▶ About this task
Take the entries that follow and return exactly the lines from the one holding "search can hold." through the one holding "kind.tag() == tag)", both included. Nothing else is needed.

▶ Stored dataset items
----------

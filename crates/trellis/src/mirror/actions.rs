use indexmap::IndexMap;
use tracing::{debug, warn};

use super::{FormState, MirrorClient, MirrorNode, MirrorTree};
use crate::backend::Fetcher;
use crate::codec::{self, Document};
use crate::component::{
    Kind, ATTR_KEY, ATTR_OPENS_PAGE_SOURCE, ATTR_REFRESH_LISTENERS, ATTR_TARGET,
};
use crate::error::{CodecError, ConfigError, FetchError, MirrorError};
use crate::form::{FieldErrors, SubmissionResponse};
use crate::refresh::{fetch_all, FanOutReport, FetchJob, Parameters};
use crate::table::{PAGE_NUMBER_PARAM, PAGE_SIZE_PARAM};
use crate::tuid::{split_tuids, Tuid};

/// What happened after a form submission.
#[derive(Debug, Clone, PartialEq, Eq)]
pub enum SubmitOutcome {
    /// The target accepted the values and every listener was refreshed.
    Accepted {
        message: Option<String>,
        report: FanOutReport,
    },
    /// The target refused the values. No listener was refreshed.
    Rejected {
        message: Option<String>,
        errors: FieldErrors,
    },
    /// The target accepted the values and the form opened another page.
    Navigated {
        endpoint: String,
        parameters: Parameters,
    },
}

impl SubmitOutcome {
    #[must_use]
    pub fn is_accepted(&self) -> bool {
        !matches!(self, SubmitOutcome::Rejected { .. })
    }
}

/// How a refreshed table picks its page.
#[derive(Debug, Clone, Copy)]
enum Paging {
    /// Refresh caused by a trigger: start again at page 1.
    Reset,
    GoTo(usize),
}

----------

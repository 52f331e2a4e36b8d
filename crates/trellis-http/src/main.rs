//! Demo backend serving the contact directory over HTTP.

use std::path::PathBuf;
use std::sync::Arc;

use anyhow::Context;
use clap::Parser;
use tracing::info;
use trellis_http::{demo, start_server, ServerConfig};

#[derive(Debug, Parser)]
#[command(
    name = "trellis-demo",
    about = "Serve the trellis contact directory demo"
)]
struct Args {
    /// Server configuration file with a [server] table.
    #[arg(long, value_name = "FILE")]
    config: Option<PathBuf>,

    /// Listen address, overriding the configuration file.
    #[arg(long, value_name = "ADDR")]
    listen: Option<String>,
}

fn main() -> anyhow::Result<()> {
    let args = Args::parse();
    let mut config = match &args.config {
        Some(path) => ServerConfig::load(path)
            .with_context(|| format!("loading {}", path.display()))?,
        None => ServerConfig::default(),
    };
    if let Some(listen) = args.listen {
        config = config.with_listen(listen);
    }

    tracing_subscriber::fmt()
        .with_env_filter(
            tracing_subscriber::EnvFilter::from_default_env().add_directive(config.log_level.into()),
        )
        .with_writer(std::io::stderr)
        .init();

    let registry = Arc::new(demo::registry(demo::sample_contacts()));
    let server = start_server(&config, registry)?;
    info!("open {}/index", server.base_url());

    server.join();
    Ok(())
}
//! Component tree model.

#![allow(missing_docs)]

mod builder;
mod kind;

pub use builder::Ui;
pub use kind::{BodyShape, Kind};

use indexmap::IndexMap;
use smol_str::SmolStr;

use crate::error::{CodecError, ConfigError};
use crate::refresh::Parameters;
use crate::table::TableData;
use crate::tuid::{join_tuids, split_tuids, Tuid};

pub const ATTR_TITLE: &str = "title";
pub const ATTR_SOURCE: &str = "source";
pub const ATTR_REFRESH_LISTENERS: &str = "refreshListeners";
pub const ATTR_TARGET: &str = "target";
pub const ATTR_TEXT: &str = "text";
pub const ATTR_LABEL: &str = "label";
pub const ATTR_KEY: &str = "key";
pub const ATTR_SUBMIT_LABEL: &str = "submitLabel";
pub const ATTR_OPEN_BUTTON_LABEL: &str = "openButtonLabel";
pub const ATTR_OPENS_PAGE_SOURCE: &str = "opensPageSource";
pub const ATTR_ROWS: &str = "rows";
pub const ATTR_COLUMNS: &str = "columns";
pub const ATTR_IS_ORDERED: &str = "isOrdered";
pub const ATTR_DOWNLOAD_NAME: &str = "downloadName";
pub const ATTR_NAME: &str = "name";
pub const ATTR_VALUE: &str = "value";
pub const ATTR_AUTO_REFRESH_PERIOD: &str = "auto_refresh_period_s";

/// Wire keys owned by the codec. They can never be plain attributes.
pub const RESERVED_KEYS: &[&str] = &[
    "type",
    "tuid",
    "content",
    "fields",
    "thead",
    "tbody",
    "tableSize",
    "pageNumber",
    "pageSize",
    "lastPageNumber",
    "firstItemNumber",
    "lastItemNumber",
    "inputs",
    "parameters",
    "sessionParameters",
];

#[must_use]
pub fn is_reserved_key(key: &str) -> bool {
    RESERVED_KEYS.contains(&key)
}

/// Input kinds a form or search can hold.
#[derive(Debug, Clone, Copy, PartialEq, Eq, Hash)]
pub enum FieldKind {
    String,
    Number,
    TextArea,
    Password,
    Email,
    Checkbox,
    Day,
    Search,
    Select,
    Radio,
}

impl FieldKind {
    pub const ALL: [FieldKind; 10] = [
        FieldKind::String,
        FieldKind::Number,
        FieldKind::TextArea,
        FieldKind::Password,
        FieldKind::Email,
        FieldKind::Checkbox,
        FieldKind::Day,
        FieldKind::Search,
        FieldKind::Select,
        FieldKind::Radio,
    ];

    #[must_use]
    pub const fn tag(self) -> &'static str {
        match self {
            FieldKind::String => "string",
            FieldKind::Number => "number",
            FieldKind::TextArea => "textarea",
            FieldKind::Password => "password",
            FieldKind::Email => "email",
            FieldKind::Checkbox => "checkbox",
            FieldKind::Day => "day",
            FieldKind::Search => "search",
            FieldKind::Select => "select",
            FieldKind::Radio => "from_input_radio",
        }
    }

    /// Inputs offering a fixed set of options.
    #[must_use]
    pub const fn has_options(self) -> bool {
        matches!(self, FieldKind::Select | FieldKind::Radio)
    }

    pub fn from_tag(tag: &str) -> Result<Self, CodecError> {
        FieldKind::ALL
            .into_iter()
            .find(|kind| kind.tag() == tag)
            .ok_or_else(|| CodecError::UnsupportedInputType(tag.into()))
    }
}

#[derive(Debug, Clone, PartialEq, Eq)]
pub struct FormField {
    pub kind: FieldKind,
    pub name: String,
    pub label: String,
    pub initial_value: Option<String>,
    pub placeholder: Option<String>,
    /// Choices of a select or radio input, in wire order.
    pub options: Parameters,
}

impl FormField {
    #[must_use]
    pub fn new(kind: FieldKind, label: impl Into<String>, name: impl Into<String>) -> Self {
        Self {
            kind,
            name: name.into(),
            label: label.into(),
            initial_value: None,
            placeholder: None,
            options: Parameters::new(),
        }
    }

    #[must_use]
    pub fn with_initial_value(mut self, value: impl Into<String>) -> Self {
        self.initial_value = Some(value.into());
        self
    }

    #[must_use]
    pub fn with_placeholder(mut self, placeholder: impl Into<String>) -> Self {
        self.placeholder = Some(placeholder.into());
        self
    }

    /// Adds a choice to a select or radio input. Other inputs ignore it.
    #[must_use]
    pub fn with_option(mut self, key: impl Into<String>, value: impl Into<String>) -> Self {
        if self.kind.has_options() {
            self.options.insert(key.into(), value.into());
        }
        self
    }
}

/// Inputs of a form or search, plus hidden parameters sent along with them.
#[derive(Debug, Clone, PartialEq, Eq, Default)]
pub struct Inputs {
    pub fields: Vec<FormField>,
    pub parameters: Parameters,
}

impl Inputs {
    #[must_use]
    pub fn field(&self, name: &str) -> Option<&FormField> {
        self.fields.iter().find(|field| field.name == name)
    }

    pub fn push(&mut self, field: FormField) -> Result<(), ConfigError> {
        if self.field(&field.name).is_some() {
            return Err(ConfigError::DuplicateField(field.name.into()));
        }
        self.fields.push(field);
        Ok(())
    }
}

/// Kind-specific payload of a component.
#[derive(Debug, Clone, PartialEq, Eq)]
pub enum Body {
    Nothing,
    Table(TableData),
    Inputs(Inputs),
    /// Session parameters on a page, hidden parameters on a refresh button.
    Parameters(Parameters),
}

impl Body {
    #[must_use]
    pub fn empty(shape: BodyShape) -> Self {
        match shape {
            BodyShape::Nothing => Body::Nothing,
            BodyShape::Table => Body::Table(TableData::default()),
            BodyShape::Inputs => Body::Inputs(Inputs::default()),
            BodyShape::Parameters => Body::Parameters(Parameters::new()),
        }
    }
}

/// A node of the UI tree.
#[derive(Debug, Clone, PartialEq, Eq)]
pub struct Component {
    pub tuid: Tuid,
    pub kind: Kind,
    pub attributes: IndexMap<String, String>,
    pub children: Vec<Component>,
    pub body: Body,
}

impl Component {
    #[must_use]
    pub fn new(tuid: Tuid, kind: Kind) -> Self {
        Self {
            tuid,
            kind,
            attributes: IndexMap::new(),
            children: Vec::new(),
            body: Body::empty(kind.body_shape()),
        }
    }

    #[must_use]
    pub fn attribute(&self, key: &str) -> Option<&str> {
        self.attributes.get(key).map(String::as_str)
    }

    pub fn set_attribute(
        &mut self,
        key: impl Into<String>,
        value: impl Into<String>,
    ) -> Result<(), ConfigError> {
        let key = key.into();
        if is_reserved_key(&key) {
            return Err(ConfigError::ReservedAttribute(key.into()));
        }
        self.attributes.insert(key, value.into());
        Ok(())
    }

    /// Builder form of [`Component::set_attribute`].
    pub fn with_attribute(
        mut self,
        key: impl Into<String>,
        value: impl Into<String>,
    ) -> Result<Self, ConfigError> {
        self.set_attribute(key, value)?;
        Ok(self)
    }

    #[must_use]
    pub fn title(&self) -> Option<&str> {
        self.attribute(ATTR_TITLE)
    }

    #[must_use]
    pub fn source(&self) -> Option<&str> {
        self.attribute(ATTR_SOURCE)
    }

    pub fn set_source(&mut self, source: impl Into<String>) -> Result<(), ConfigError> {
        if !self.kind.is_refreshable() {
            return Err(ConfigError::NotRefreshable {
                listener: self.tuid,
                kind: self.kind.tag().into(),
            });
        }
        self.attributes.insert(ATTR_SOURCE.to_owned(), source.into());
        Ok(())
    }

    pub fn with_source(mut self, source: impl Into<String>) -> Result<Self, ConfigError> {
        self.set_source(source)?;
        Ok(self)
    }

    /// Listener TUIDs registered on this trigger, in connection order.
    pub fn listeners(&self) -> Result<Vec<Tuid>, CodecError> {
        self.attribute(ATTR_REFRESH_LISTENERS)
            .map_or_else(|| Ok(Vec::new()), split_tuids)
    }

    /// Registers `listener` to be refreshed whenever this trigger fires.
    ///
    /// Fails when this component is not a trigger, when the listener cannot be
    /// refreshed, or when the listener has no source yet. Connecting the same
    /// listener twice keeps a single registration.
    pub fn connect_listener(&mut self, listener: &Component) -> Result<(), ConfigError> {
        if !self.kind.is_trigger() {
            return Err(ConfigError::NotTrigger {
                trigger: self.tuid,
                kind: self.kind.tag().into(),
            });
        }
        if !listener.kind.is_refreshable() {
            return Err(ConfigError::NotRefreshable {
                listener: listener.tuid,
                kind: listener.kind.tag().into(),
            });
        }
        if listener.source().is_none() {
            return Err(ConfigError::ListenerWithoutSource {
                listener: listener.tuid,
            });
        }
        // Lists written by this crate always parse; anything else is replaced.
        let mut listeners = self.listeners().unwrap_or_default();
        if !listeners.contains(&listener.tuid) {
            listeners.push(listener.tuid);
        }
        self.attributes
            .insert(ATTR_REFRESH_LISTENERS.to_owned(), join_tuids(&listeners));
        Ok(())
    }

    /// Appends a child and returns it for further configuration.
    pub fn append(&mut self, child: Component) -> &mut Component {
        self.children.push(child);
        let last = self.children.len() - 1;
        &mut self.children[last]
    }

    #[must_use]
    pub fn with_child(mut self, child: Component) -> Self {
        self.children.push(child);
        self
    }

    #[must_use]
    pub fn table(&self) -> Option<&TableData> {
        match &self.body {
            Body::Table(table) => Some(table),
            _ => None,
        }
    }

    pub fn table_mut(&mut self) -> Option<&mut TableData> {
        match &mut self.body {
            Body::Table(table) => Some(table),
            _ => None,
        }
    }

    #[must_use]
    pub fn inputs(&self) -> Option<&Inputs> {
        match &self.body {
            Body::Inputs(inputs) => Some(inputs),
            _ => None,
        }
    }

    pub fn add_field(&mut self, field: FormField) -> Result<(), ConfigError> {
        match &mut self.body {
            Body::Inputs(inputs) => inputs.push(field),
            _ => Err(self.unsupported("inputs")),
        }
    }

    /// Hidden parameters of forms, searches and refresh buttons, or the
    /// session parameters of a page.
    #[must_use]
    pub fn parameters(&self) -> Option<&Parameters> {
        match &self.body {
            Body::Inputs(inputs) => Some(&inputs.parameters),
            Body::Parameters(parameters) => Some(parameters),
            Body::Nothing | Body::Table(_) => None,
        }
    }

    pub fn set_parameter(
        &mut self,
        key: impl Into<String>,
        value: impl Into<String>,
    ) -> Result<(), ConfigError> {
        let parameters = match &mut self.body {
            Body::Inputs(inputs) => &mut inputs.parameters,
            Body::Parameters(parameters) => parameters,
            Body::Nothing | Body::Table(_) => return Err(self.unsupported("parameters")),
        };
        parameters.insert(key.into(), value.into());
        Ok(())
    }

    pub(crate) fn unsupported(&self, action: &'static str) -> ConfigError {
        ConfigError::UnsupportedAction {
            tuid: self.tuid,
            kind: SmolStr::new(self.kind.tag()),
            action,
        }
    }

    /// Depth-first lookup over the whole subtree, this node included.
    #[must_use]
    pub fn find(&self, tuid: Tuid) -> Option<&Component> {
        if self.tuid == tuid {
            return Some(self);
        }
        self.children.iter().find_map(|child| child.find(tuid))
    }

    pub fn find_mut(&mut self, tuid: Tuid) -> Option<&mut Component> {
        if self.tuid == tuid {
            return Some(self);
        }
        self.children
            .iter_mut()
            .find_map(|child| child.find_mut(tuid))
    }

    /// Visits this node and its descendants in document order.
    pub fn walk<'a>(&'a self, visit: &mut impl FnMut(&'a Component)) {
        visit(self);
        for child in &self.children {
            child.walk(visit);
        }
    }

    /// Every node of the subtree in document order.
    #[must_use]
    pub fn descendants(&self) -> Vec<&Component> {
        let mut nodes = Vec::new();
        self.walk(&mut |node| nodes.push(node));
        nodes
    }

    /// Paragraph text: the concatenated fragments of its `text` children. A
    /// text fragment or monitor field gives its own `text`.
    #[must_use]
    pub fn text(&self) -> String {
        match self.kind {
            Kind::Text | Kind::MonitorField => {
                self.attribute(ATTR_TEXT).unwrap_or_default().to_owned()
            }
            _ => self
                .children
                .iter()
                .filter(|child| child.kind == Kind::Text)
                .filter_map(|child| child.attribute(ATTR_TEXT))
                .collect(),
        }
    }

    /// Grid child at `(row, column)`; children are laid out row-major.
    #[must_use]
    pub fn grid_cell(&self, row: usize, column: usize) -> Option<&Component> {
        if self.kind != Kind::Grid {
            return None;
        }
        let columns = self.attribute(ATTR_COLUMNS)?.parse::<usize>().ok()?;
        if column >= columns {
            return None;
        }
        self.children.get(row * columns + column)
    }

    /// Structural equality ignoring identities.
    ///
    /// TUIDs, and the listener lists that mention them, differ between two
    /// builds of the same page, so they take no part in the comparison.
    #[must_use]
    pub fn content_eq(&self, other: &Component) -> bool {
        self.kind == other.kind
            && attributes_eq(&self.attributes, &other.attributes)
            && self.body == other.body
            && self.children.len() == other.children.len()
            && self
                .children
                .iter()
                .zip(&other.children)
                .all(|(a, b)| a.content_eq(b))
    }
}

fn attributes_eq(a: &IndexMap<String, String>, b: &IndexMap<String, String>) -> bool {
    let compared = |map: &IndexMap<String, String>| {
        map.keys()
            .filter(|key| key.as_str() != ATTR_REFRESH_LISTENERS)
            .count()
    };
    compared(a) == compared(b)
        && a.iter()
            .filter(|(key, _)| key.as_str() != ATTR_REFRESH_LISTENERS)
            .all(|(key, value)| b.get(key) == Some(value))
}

----------

▶ Exercise response
/// Input kinds a form or search can hold.
#[derive(Debug, Clone, Copy, PartialEq, Eq, Hash)]
pub enum FieldKind {
    String,
    Number,
    TextArea,
    Password,
    Email,
    Checkbox,
    Day,
    Search,
    Select,
    Radio,
}

impl FieldKind {
    pub const ALL: [FieldKind; 10] = [
        FieldKind::String,
        FieldKind::Number,
        FieldKind::TextArea,
        FieldKind::Password,
        FieldKind::Email,
        FieldKind::Checkbox,
        FieldKind::Day,
        FieldKind::Search,
        FieldKind::Select,
        FieldKind::Radio,
    ];

    #[must_use]
    pub const fn tag(self) -> &'static str {
        match self {
            FieldKind::String => "string",
            FieldKind::Number => "number",
            FieldKind::TextArea => "textarea",
            FieldKind::Password => "password",
            FieldKind::Email => "email",
            FieldKind::Checkbox => "checkbox",
            FieldKind::Day => "day",
            FieldKind::Search => "search",
            FieldKind::Select => "select",
            FieldKind::Radio => "from_input_radio",
        }
    }

    /// Inputs offering a fixed set of options.
    #[must_use]
    pub const fn has_options(self) -> bool {
        matches!(self, FieldKind::Select | FieldKind::Radio)
    }

    pub fn from_tag(tag: &str) -> Result<Self, CodecError> {
        FieldKind::ALL
            .into_iter()
            .find(|kind| kind.tag() == tag)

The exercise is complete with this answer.